309. Oncolytic Efficacy and Enhanced Safety of Measles Virus Activated by Tumor-Secreted Matrix-Metalloproteases

INTRODUCTION. Cancer cells secrete matrix-metalloproteases (MMP) that degrade the extracellular matrix and are responsible for some hallmarks of malignant cancer. Many viruses, including a few currently used in oncolytic virotherapy clinical trials, depend on intracellular proteases to process their proteins and activate their particles. We show here for measles virus (MV) that particle activation can be made dependent of proteases secreted by cancer cells. RESULTS. MV depends on the intracellular protease furin to process and activate its envelope fusion (F) protein. To make F protein activation cancer cell-specific we introduced hexameric sequences recognized by an MMP, and identified the mutant proteins most effective in fusing MMP-expressing human fibrosarcoma cells (HT1080).
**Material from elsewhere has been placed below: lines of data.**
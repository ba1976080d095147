pub mod memory;
pub mod traits;

pub use memory::MemoryBackend;
pub use traits::{Actor, Backend, BackendError, BlobRef, ErrorKind, Operation, Payload, RecordId};

use anyhow::{Context, Result};
use std::sync::Arc;

/// Names accepted by `connect`
pub const BACKENDS: &[&str] = &["memory"];

/// A failure to inject before a run, parsed from `operation=Kind`
#[derive(Debug, Clone, PartialEq)]
pub struct Injection {
    pub operation: Operation,
    pub kind: ErrorKind,
}

impl std::str::FromStr for Injection {
    type Err = anyhow::Error;

    fn from_str(s: &str) -> Result<Self> {
        let (op, kind) = s
            .split_once('=')
            .with_context(|| format!("Expected operation=Kind, got: {}", s))?;
        Ok(Self {
            operation: op.trim().parse()?,
            kind: kind.trim().parse()?,
        })
    }
}

/// Connect to a backend by name and arm any requested failure injections
pub async fn connect(name: &str, injections: &[Injection]) -> Result<Arc<dyn Backend>> {
    match name {
        "memory" => {
            let backend = MemoryBackend::new();
            for injection in injections {
                log::warn!(
                    "Arming injected {} failure for {:?}",
                    injection.kind,
                    injection.operation
                );
                backend
                    .inject_failure(injection.operation, injection.kind.error("injected failure"))
                    .await;
            }
            Ok(Arc::new(backend))
        }
        _ => anyhow::bail!(
            "Unknown backend: {} (available: {})",
            name,
            BACKENDS.join(", ")
        ),
    }
}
We showed that an MMP-inhibitor interferes with syncytia formation elicited by mutant F proteins, and confirmed MMP-dependent cleavage by Edman degradation sequence analysis. We generated recombinant MVs expressing the modified F proteins in place of furin-activated F. These viruses spread only in cells secreting MMP. In nude mice, an MMP-activated MV retarded HT1080 xenograft growth as efficiently as the furin-activated MV vaccine strain. In MV-susceptible mice, the furin-activated virus caused lethal encephalitis upon intracerebral inoculation, whereas the MMP-activated did not. DISCUSSION. We took advantage of the tumor microenvironment to activate viral particles in situ, augmenting selectivity and enhancing safety. This study opens the perspective of combining targeting at the particle activation, receptor recognition, and selective replication levels to improve the therapeutic index of MV in ongoing clinical trials of oncolysis. Conditional activation by tumor-specific proteases can be engineered in other oncolytic viruses.